Now, in all fairness, most browsers try to help by asking if you want this information memorized on your computer. They ask if you want your user name or password "remembered". Sometimes, I say yes, sometimes no, depending on the site. At the back of my brain, I keep wondering if this is any more safe than my system of coded index cards.

And of course, there's the problem of using another computer -- say at an internet café -- which is what I did on our recent trip. Then, all those computer remembered names and passwords are useless.

Forgetting passwords must happen quite often because have you noticed there is always a little link under the password box that asks, "Forgot your password?" This usually leads to detailed and sometimes convoluted instructions about how to retrieve it or get a new one?

An online acquaintance suggested using one password for all sites (going against conventional wisdom). He suggested your mother's maiden name combined with the year you moved into your current home. Maybe I'll try that.


Anonymous said...

I hear and feel your pain, Ell!!! I get frustrated with that stuff, too. I feel sorry for someone who tries to figure out my passwords because they are in line with my quirky brain. Not too many people know the stuff I use for passwords -- like the nickname my kids gave me long ago or the one my sorority sisters used. Or the bar where I quaffed my first beer.

I just hate having to come up with them and that we have to jump through these hoops.

Some sites will never know that they lost a subscriber because they asked too many questions that I didn't want to answer. I like to keep things simple and my information doesn't need to be in too many data banks.

Anonymous said...

Hello, Ell! I haven't been around in quite a while, but was glad to happen along tonight. I have the same quandaries about usernames and passwords... What exactly did I call myself? And am I likely to remember "x64ynl892bbb"? No, I am not.
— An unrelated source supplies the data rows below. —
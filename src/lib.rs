//! # Rust Line Logger
//!
//! A process-wide structured line logger for services.
//!
//! ## Features
//!
//! - **Level Gate**: ten ordered levels; disabled calls cost one atomic load
//! - **Two Formats**: aligned plain text (optionally colored) or one-line JSON
//! - **Correlation**: request-scoped values printed on every line
//! - **Structured Fields**: ordered key/value payloads encoded as JSON
//! - **Output Hook**: a late transform over every formatted line
//!
//! ## Example
//!
//! ```
//! use rust_line_logger::prelude::*;
//! use rust_line_logger::info;
//!
//! let capture = MemorySink::new();
//! let logger = Logger::builder()
//!     .config(LoggerConfig::new().with_level(LogLevel::Info).with_correlation_key("session_id"))
//!     .sink(capture.clone())
//!     .build()
//!     .unwrap();
//!
//! let ctx = CorrelationContext::new().with_value("session_id", "s-7");
//! info!(logger: logger, ctx: ctx; "user", 42, "logged in");
//! assert!(capture.lines()[0].ends_with("[Info ] [s-7] user 42 logged in"));
//! ```

#[cfg(feature = "log-bridge")]
pub mod bridge;
pub mod core;
pub mod macros;
pub mod sinks;

pub mod prelude {
    pub use crate::core::{
        CallerLocation, ConfigSnapshot, CorrelationContext, Emission, FieldValue, Fields,
        LogLevel, Logger, LoggerBuilder, LoggerConfig, LoggerError, LoggerMetrics, OutputHook,
        OutputMode, Payload, Result, Sink, Termination,
    };
    pub use crate::sinks::{ConsoleSink, ConsoleTarget, FileSink, MemorySink};
}

#[cfg(feature = "log-bridge")]
pub use bridge::init_log_bridge;
pub use core::{
    CallerLocation, ConfigSnapshot, CorrelationContext, Emission, FieldValue, Fields, LogLevel,
    Logger, LoggerBuilder, LoggerConfig, LoggerError, LoggerMetrics, OutputHook, OutputMode,
    Payload, Result, Sink, Termination,
};
pub use sinks::{ConsoleSink, ConsoleTarget, FileSink, MemorySink};
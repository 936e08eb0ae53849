//! `log` facade backend
//!
//! Lets libraries that log through the `log` crate write into this logger.

use crate::core::{CallerLocation, LogLevel, Logger, LoggerError, Result};
use std::fmt::Display;

impl From<log::Level> for LogLevel {
    fn from(level: log::Level) -> Self {
        match level {
            log::Level::Error => LogLevel::Error,
            log::Level::Warn => LogLevel::Warn,
            log::Level::Info => LogLevel::Info,
            log::Level::Debug => LogLevel::Debug,
            log::Level::Trace => LogLevel::Trace,
        }
    }
}

impl log::Log for Logger {
    fn enabled(&self, metadata: &log::Metadata<'_>) -> bool {
        Logger::enabled(self, metadata.level().into())
    }

    fn log(&self, record: &log::Record<'_>) {
        let level = LogLevel::from(record.level());
        if !Logger::enabled(self, level) {
            return;
        }
        let caller = match record.file() {
            Some(file) => CallerLocation::new(file, record.line().unwrap_or(0)),
            None => CallerLocation::new(record.target(), record.line().unwrap_or(0)),
        };
        let message: &dyn Display = record.args();
        self.log_args(level, caller, None, &[message]);
    }

    fn flush(&self) {
        if let Err(e) = Logger::flush(self) {
            eprintln!("[LOGGER ERROR] Flush from log facade failed: {}", e);
        }
    }
}

/// Install the global logger as the `log` crate backend.
///
/// Level filtering is left to the logger's own threshold.
///
/// # Errors
///
/// Returns `InvalidConfiguration` if another `log` backend is already set.
pub fn init_log_bridge() -> Result<()> {
    log::set_logger(Logger::global())
        .map_err(|e| LoggerError::config("log_bridge", e.to_string()))?;
    log::set_max_level(log::LevelFilter::Trace);
    Ok(())
}
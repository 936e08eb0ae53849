//! Call-site location and its abbreviated display token
//!
//! Locations are captured at the logging call site (`file!()`/`line!()` in the
//! macros, `#[track_caller]` on the [`Logger`](super::Logger) methods), so the
//! engine never walks the stack.

use std::fmt;

/// Width of the caller column in plain output
pub const CALLER_WIDTH: usize = 20;

/// Source location of a logging call
#[derive(Debug, Clone, Copy, PartialEq, Eq)]
pub struct CallerLocation<'a> {
    pub file: &'a str,
    pub line: u32,
}

impl<'a> CallerLocation<'a> {
    pub const fn new(file: &'a str, line: u32) -> Self {
        Self { file, line }
    }

    /// Location of the caller of a `#[track_caller]` function
    #[track_caller]
    pub fn caller() -> CallerLocation<'static> {
        let location = std::panic::Location::caller();
        CallerLocation::new(location.file(), location.line())
    }

    /// `file:line` abbreviated to at most `max_width` characters
    pub fn token(&self, max_width: usize) -> String {
        shorten(&self.to_string(), max_width)
    }
}

impl fmt::Display for CallerLocation<'_> {
    fn fmt(&self, f: &mut fmt::Formatter<'_>) -> fmt::Result {
        write!(f, "{}:{}", self.file, self.line)
    }
}

impl From<&'static std::panic::Location<'static>> for CallerLocation<'static> {
    fn from(location: &'static std::panic::Location<'static>) -> Self {
        CallerLocation::new(location.file(), location.line())
    }
}

/// Abbreviate a source path for display.
///
/// The first non-empty directory is kept whole, every further directory is
/// collapsed to its first character and the file segment is kept whole.
/// When the result is still wider than `max_width` characters only its tail
/// is kept, since the file name is the most identifying part.
///
/// ```
/// use rust_line_logger::core::caller::shorten;
///
/// assert_eq!(shorten("src/core/formatter/engine.rs:42", 30), "src/c/f/engine.rs:42");
/// assert_eq!(shorten("src/core/formatter/engine.rs:42", 12), "engine.rs:42");
/// ```
pub fn shorten(path: &str, max_width: usize) -> String {
    let mut segments: Vec<&str> = path.split(['/', '\\']).collect();
    let file = segments.pop().unwrap_or_default();

    let mut out = String::with_capacity(path.len());
    let mut directories = segments.into_iter().filter(|s| !s.is_empty());
    if let Some(first) = directories.next() {
        out.push_str(first);
        out.push('/');
    }
    for dir in directories {
        if let Some(initial) = dir.chars().next() {
            out.push(initial);
            out.push('/');
        }
    }
    out.push_str(file);

    let width = out.chars().count();
    if width > max_width {
        out.chars().skip(width - max_width).collect()
    } else {
        out
    }
}
//! Timestamp formatting
//!
//! Every line starts with the local wall-clock time at microsecond precision,
//! e.g. `2025/01/08 10:30:45.123456`. Both output modes use the same text.

use chrono::{DateTime, TimeZone};
use std::fmt::Display;

/// strftime pattern of the leading timestamp
pub const LOG_TIME_FORMAT: &str = "%Y/%m/%d %H:%M:%S%.6f";

/// Format a timestamp for a log line
///
/// # Examples
///
/// ```
/// use chrono::{TimeZone, Utc};
/// use rust_line_logger::core::timestamp::format_timestamp;
///
/// let ts = Utc.with_ymd_and_hms(2025, 1, 8, 10, 30, 45).unwrap();
/// assert_eq!(format_timestamp(&ts), "2025/01/08 10:30:45.000000");
/// ```
#[must_use]
pub fn format_timestamp<Tz>(datetime: &DateTime<Tz>) -> String
where
    Tz: TimeZone,
    Tz::Offset: Display,
{
    datetime.format(LOG_TIME_FORMAT).to_string()
}
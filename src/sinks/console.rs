//! Console sink implementation

use crate::core::{Result, Sink};
use std::io::{self, Write};

/// Which standard stream a [`ConsoleSink`] writes to
#[derive(Debug, Clone, Copy, PartialEq, Eq, Default)]
pub enum ConsoleTarget {
    #[default]
    Stderr,
    Stdout,
}

pub struct ConsoleSink {
    target: ConsoleTarget,
}

impl ConsoleSink {
    /// Sink writing to stderr, the default destination
    pub fn new() -> Self {
        Self {
            target: ConsoleTarget::Stderr,
        }
    }

    pub fn stdout() -> Self {
        Self {
            target: ConsoleTarget::Stdout,
        }
    }

    pub fn with_target(target: ConsoleTarget) -> Self {
        Self { target }
    }

    pub fn target(&self) -> ConsoleTarget {
        self.target
    }
}

impl Default for ConsoleSink {
    fn default() -> Self {
        Self::new()
    }
}

impl Sink for ConsoleSink {
    fn write_line(&mut self, line: &str) -> Result<()> {
        // Holding the stream lock keeps the line and its newline together
        match self.target {
            ConsoleTarget::Stderr => writeln!(io::stderr().lock(), "{}", line)?,
            ConsoleTarget::Stdout => writeln!(io::stdout().lock(), "{}", line)?,
        }
        Ok(())
    }

    fn flush(&mut self) -> Result<()> {
        match self.target {
            ConsoleTarget::Stderr => io::stderr().flush()?,
            ConsoleTarget::Stdout => io::stdout().flush()?,
        }
        Ok(())
    }

    fn name(&self) -> &str {
        match self.target {
            ConsoleTarget::Stderr => "stderr",
            ConsoleTarget::Stdout => "stdout",
        }
    }
}
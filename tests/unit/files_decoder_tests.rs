//! Unit tests for `$_FILES` descriptor decoding.

use cgi_shim::decode::files::decode_files;
use cgi_shim::AppError;

#[test]
fn absent_descriptor_is_empty() {
    assert!(decode_files(None).value.is_empty());
    assert!(decode_files(Some("")).value.is_empty());
}

#[test]
fn first_pair_value_becomes_file_id() {
    let decoded = decode_files(Some("a=f1&b=x;a=f2&c=y"));
    assert!(!decoded.has_errors());
    assert_eq!(decoded.value.len(), 2);
    assert_eq!(decoded.value["f1"].len(), 1);
    assert_eq!(decoded.value["f1"]["b"], "x");
    assert_eq!(decoded.value["f2"].len(), 1);
    assert_eq!(decoded.value["f2"]["c"], "y");
}

#[test]
fn full_upload_descriptor() {
    let decoded = decode_files(Some(
        "id=cfg&name=backup%20one.cfg&type=application%2Foctet-stream&size=231424&tmp_name=%2Ftmp%2Fjst_post_ab12&error=0",
    ));
    let cfg = &decoded.value["cfg"];
    assert_eq!(cfg["name"], "backup one.cfg");
    assert_eq!(cfg["type"], "application/octet-stream");
    assert_eq!(cfg["size"], "231424");
    assert_eq!(cfg["tmp_name"], "/tmp/jst_post_ab12");
    assert_eq!(cfg["error"], "0");
}

#[test]
fn malformed_pair_is_skipped() {
    let decoded = decode_files(Some("id=f1&broken&size=3"));
    assert_eq!(decoded.errors.len(), 1);
    assert!(matches!(decoded.errors[0], AppError::MalformedFileAttribute(_)));
    assert_eq!(decoded.value["f1"]["size"], "3");
}

#[test]
fn malformed_first_pair_defers_the_id() {
    let decoded = decode_files(Some("broken&id=f1&size=3"));
    assert_eq!(decoded.errors.len(), 1);
    assert_eq!(decoded.value["f1"]["size"], "3");
}

#[test]
fn repeated_file_id_restarts_attributes() {
    let decoded = decode_files(Some("id=f&a=1;id=f&b=2"));
    assert_eq!(decoded.value.len(), 1);
    assert!(!decoded.value["f"].contains_key("a"));
    assert_eq!(decoded.value["f"]["b"], "2");
}
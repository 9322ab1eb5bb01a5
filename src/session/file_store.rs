//! File-backed session store.
//!
//! Each session lives in `<session_dir>/<id>`. The file holds one record per
//! key in the form `key|type|value;` where `type` is `s` (string), `n`
//! (number) or `b` (boolean):
//!
//! ```text
//! fruit|s|apple;quantity|n|12.000000000000;organic|b|1;
//! ```

use std::fs::{self, FileTimes};
use std::io::Write;
use std::path::PathBuf;
use std::time::SystemTime;

use serde_json::Value;
use tempfile::NamedTempFile;
use tracing::{debug, info, warn};
use uuid::Uuid;

use super::store::{SessionData, SessionStore};
use crate::{AppError, Result};

/// Fixed prefix of every generated session id.
pub const SESSION_ID_PREFIX: &str = "jst_sess";

/// Number of random characters following [`SESSION_ID_PREFIX`].
pub const SESSION_ID_RANDOM_LEN: usize = 32;

/// Total session id length.
pub const SESSION_ID_LEN: usize = SESSION_ID_PREFIX.len() + SESSION_ID_RANDOM_LEN;

const NUMBER_PRECISION: usize = 12;

const DIGITS_PER_UUID: usize = 16;

const BASE: u128 = 62;

const ID_ALPHABET: &[u8] = b"0123456789abcdefghijklmnopqrstuvwxyzABCDEFGHIJKLMNOPQRSTUVWXYZ";

/// Session store keeping one file per session in a directory.
#[derive(Debug)]
pub struct FileSessionStore {
    dir: PathBuf,
    cookie_name: String,
    cookie_header: Option<String>,
    id: Option<String>,
}

impl FileSessionStore {
    /// Construct a store rooted at `dir`.
    ///
    /// `cookie_header` is the request's raw `HTTP_COOKIE` value, searched by
    /// [`SessionStore::start`] for `cookie_name`.
    #[must_use]
    pub fn new(
        dir: impl Into<PathBuf>,
        cookie_name: impl Into<String>,
        cookie_header: Option<String>,
    ) -> Self {
        Self {
            dir: dir.into(),
            cookie_name: cookie_name.into(),
            cookie_header,
            id: None,
        }
    }

    /// Path of the file for session `id`.
    #[must_use]
    pub fn session_path(&self, id: &str) -> PathBuf {
        self.dir.join(id)
    }

    fn held_path(&self) -> Result<PathBuf> {
        self.id
            .as_deref()
            .map(|id| self.session_path(id))
            .ok_or_else(|| AppError::Session("session not started".into()))
    }

    /// Extract a well-formed session id from the cookie header.
    ///
    /// The last `<cookie_name>=` occurrence wins. The value must be at least
    /// [`SESSION_ID_LEN`] characters long with an alphanumeric random part;
    /// only its first [`SESSION_ID_LEN`] characters are used.
    fn cookie_session_id(&self) -> Option<String> {
        let header = self.cookie_header.as_deref()?;
        let needle = format!("{}=", self.cookie_name);
        let start = header.rfind(&needle)? + needle.len();
        let value = header[start..].split(';').next().unwrap_or_default();

        if value.len() < SESSION_ID_LEN || !value.is_char_boundary(SESSION_ID_LEN) {
            warn!("session cookie too short");
            return None;
        }
        if !value.is_char_boundary(SESSION_ID_PREFIX.len()) {
            warn!("session cookie carries an invalid id");
            return None;
        }

        let candidate = &value[..SESSION_ID_LEN];
        let (prefix, random) = candidate.split_at(SESSION_ID_PREFIX.len());
        if !random.bytes().all(|b| b.is_ascii_alphanumeric())
            || prefix.contains(['/', '\\', '.'])
        {
            warn!("session cookie carries an invalid id");
            return None;
        }

        Some(candidate.to_owned())
    }
}

impl SessionStore for FileSessionStore {
    fn start(&mut self) -> Result<bool> {
        if self.id.is_some() {
            let path = self.held_path()?;
            let now = SystemTime::now();
            let touched = fs::File::options()
                .write(true)
                .open(&path)
                .and_then(|file| file.set_times(FileTimes::new().set_accessed(now).set_modified(now)));
            return match touched {
                Ok(()) => Ok(true),
                Err(err) => {
                    warn!(path = %path.display(), %err, "failed to refresh session file");
                    Ok(false)
                }
            };
        }

        let Some(id) = self.cookie_session_id() else {
            debug!("no resumable session in request cookie");
            return Ok(false);
        };

        let path = self.session_path(&id);
        if !path.is_file() {
            warn!(path = %path.display(), "session file not found");
            return Ok(false);
        }

        info!(session_id = %id, "session resumed");
        self.id = Some(id);
        Ok(true)
    }

    fn create(&mut self) -> Result<bool> {
        let id = generate_session_id();
        info!(session_id = %id, "session created");
        self.id = Some(id);
        Ok(true)
    }

    fn id(&self) -> Option<String> {
        self.id.clone()
    }

    fn data(&self) -> Result<SessionData> {
        let path = self.held_path()?;
        match fs::read_to_string(&path) {
            Ok(contents) => Ok(parse_records(&contents).unwrap_or_else(|| {
                warn!(path = %path.display(), "invalid session file, starting empty");
                SessionData::new()
            })),
            Err(err) => {
                debug!(path = %path.display(), %err, "session file unreadable, starting empty");
                Ok(SessionData::new())
            }
        }
    }

    fn set_data(&mut self, data: &SessionData) -> Result<()> {
        let path = self.held_path()?;
        let mut tmp = NamedTempFile::new_in(&self.dir).map_err(|err| {
            AppError::Session(format!("failed to create temporary session file: {err}"))
        })?;
        tmp.write_all(serialize_records(data).as_bytes())
            .map_err(|err| {
                AppError::Session(format!("failed to write temporary session file: {err}"))
            })?;
        tmp.persist(&path).map_err(|err| {
            AppError::Session(format!("failed to persist {}: {err}", path.display()))
        })?;
        debug!(path = %path.display(), keys = data.len(), "session data written");
        Ok(())
    }

    fn status(&self) -> bool {
        self.id.is_some()
    }

    fn destroy(&mut self) -> Result<bool> {
        let Some(id) = self.id.take() else {
            return Ok(false);
        };
        let path = self.session_path(&id);
        if let Err(err) = fs::remove_file(&path) {
            warn!(path = %path.display(), %err, "failed to remove session file");
        }
        info!(session_id = %id, "session destroyed");
        Ok(true)
    }
}

/// Generate `jst_sess` followed by 32 random alphanumeric characters.
///
/// Each half of the random part is the low 16 base-62 digits of a v4 UUID,
/// which carries 122 random bits. 62^16 is about 2^95, so every character is
/// drawn from the random bits with negligible bias.
#[must_use]
pub fn generate_session_id() -> String {
    let mut id = String::with_capacity(SESSION_ID_LEN);
    id.push_str(SESSION_ID_PREFIX);
    for _ in 0..SESSION_ID_RANDOM_LEN / DIGITS_PER_UUID {
        let mut n = Uuid::new_v4().as_u128();
        for _ in 0..DIGITS_PER_UUID {
            let digit = usize::try_from(n % BASE).unwrap_or_default();
            id.push(char::from(ID_ALPHABET[digit]));
            n /= BASE;
        }
    }
    id
}

/// Serialize session data into the record format.
///
/// Values other than strings, numbers and booleans are skipped.
#[must_use]
pub fn serialize_records(data: &SessionData) -> String {
    let mut out = String::new();
    for (key, value) in data {
        match value {
            Value::String(s) => out.push_str(&format!("{key}|s|{s};")),
            Value::Number(n) => {
                let n = n.as_f64().unwrap_or_default();
                out.push_str(&format!("{key}|n|{n:.prec$};", prec = NUMBER_PRECISION));
            }
            Value::Bool(b) => out.push_str(&format!("{key}|b|{};", u8::from(*b))),
            other => warn!(key, kind = value_kind(other), "unsupported session value skipped"),
        }
    }
    out
}

/// Parse the record format.
///
/// Returns `None` unless every record is valid and nothing but whitespace
/// follows the last one. Numbers are truncated to integers.
#[must_use]
pub fn parse_records(contents: &str) -> Option<SessionData> {
    let mut data = SessionData::new();
    let mut rest = contents;

    loop {
        let (key, after_key) = rest.split_once('|')?;
        let (kind, after_kind) = after_key.split_once('|')?;
        let (value, after_value) = after_kind.split_once(';')?;

        let value = match kind {
            "s" => Value::String(value.to_owned()),
            "n" => Value::from(truncate(value.trim().parse::<f64>().unwrap_or_default())),
            "b" => Value::Bool(value.trim().parse::<i64>().is_ok_and(|n| n != 0)),
            _ => return None,
        };
        data.insert(key.to_owned(), value);

        if after_value.trim().is_empty() {
            return Some(data);
        }
        rest = after_value;
    }
}

#[allow(clippy::cast_possible_truncation)]
fn truncate(n: f64) -> i64 {
    n.trunc() as i64
}

fn value_kind(value: &Value) -> &'static str {
    match value {
        Value::Null => "null",
        Value::Bool(_) => "bool",
        Value::Number(_) => "number",
        Value::String(_) => "string",
        Value::Array(_) => "array",
        Value::Object(_) => "object",
    }
}
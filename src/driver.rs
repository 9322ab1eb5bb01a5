//! Top-level request driver.
//!
//! [`open_request`] assembles a [`RequestContext`] from configuration, the
//! environment and stdin. [`run`] executes a script against it and flushes
//! the response exactly once, whether the script returned or called
//! `exit()`.

use std::io::Read;

use tracing::{error, info, info_span};

use crate::config::ShimConfig;
use crate::env::{EnvSource, ServerVars};
use crate::exit::{Interrupt, ScriptResult};
use crate::input::RequestInput;
use crate::output::{OutputSink, ResponseBuffer};
use crate::request::RequestContext;
use crate::session::{FileSessionStore, SessionManager};
use crate::Result;

/// Build the context for one request.
///
/// Sessions are file-backed under `config.session_dir` and resumed from the
/// request's `HTTP_COOKIE`.
///
/// # Errors
///
/// Returns `AppError::MalformedQueryString` if `QUERY_STRING` is malformed,
/// or `AppError::Io` if a decoder diagnostic cannot be written.
pub fn open_request(
    config: &ShimConfig,
    env: impl EnvSource + 'static,
    stdin: &mut impl Read,
    sink: impl OutputSink + 'static,
) -> Result<RequestContext> {
    let server = ServerVars::new(env);
    let input = RequestInput::read(&server, stdin, &config.post);
    let store = FileSessionStore::new(
        config.session_dir.clone(),
        config.session_cookie.clone(),
        server.get("HTTP_COOKIE"),
    );
    let session = SessionManager::new(store, config.session_cookie.clone());
    RequestContext::bootstrap(
        server,
        input,
        session,
        ResponseBuffer::new(config.default_content_type.clone()),
        sink,
    )
}

/// Run `script` and finish the response.
///
/// Normal completion yields exit code `0`; `exit(code)` yields `code`. Both
/// paths flush the buffered response once. A fatal error is returned without
/// flushing.
///
/// # Errors
///
/// Returns the script's fatal error, or `AppError::Io` if the response
/// cannot be written.
pub fn run<F>(mut ctx: RequestContext, script: F) -> Result<i64>
where
    F: FnOnce(&mut RequestContext) -> ScriptResult,
{
    let span = info_span!("script");
    let _guard = span.enter();

    let code = match script(&mut ctx) {
        Ok(()) => 0,
        Err(Interrupt::Exit(signal)) => {
            info!(code = signal.code, "script exited early");
            signal.code
        }
        Err(Interrupt::Fatal(err)) => {
            error!(%err, "script failed");
            return Err(err);
        }
    };

    ctx.finish()?;
    Ok(code)
}
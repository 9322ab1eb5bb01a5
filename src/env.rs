//! Request environment access.
//!
//! CGI hands request metadata to the process as environment variables.
//! [`ServerVars`] looks each name up on demand with no caching, and an absent
//! variable is an explicit `None`.

use std::collections::HashMap;

/// Source of named request environment values.
pub trait EnvSource {
    /// Look up `name`, returning `None` when it is not set.
    fn var(&self, name: &str) -> Option<String>;
}

/// Reads the live process environment.
#[derive(Debug, Default, Clone, Copy)]
pub struct ProcessEnv;

impl EnvSource for ProcessEnv {
    fn var(&self, name: &str) -> Option<String> {
        std::env::var_os(name).map(|value| value.to_string_lossy().into_owned())
    }
}

/// In-memory environment, used when embedding the shim or in tests.
#[derive(Debug, Default, Clone)]
pub struct MapEnv {
    vars: HashMap<String, String>,
}

impl MapEnv {
    /// Construct an empty environment.
    #[must_use]
    pub fn new() -> Self {
        Self::default()
    }

    /// Set `name` to `value`, returning the environment for chaining.
    #[must_use]
    pub fn with(mut self, name: impl Into<String>, value: impl Into<String>) -> Self {
        self.vars.insert(name.into(), value.into());
        self
    }
}

impl<K, V> FromIterator<(K, V)> for MapEnv
where
    K: Into<String>,
    V: Into<String>,
{
    fn from_iter<I: IntoIterator<Item = (K, V)>>(iter: I) -> Self {
        Self {
            vars: iter
                .into_iter()
                .map(|(k, v)| (k.into(), v.into()))
                .collect(),
        }
    }
}

impl EnvSource for MapEnv {
    fn var(&self, name: &str) -> Option<String> {
        self.vars.get(name).cloned()
    }
}

/// The `$_SERVER` superglobal.
pub struct ServerVars {
    source: Box<dyn EnvSource>,
}

impl ServerVars {
    /// Wrap an environment source.
    #[must_use]
    pub fn new(source: impl EnvSource + 'static) -> Self {
        Self {
            source: Box::new(source),
        }
    }

    /// Fetch `name` from the underlying source.
    #[must_use]
    pub fn get(&self, name: &str) -> Option<String> {
        self.source.var(name)
    }

    /// Whether `name` is present at all, regardless of its value.
    #[must_use]
    pub fn contains(&self, name: &str) -> bool {
        self.get(name).is_some()
    }
}

impl std::fmt::Debug for ServerVars {
    fn fmt(&self, f: &mut std::fmt::Formatter<'_>) -> std::fmt::Result {
        f.debug_struct("ServerVars").finish_non_exhaustive()
    }
}
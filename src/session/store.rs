//! Persistence primitives behind `$_SESSION`.

use std::collections::BTreeMap;

use serde_json::Value;

use crate::Result;

/// Session key/value data. Values are strings, numbers or booleans in
/// practice; other JSON values are accepted but a store may drop them.
pub type SessionData = BTreeMap<String, Value>;

/// Backing store for a single request's session.
///
/// A store tracks at most one session id at a time. The
/// [`super::SessionManager`] drives it; script code never sees it directly.
pub trait SessionStore {
    /// Resume the session named by the request's cookie.
    ///
    /// Returns `false` when there is no valid session to resume. Calling it
    /// again while a session is held refreshes that session.
    ///
    /// # Errors
    ///
    /// Returns `AppError::Session` if the store itself is unusable.
    fn start(&mut self) -> Result<bool>;

    /// Open a brand-new session with a fresh id.
    ///
    /// # Errors
    ///
    /// Returns `AppError::Session` if no id could be generated.
    fn create(&mut self) -> Result<bool>;

    /// Id of the session currently held, if any.
    fn id(&self) -> Option<String>;

    /// Load the stored data; an unknown or unreadable session is empty.
    ///
    /// # Errors
    ///
    /// Returns `AppError::Session` if no session is held.
    fn data(&self) -> Result<SessionData>;

    /// Replace the stored data with `data`.
    ///
    /// # Errors
    ///
    /// Returns `AppError::Session` if no session is held or the write fails.
    fn set_data(&mut self, data: &SessionData) -> Result<()>;

    /// Whether a session is currently held.
    fn status(&self) -> bool;

    /// Discard the held session and its data. Returns `false` if there was
    /// nothing to discard.
    ///
    /// # Errors
    ///
    /// Returns `AppError::Session` if the stored data could not be removed.
    fn destroy(&mut self) -> Result<bool>;
}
Hopefully, I'll be back more regularly from now on. Happy new year to you!

Anonymous said...

Kay, I've used all sorts of ways to make up passwords.

My main difficulty is remembering which password goes with which site and which username. Thus, my use of index cards (terrible for security, I know).

I like sites that ask a question that only you can answer. Much easier on the brain cells.

Imelda, glad you stopped by again. Happy new year to you, too. :)

Anonymous said...

This is a hilarious dilemma. glad you wrote about it. Macs have "stickies" and I keep lists of password and serial numbers for machines and/or appliances I buy.
But as you point out, when I'm out somewhere using another computer.....
hence I believe it was a dilemma deliberately created by silicone valley.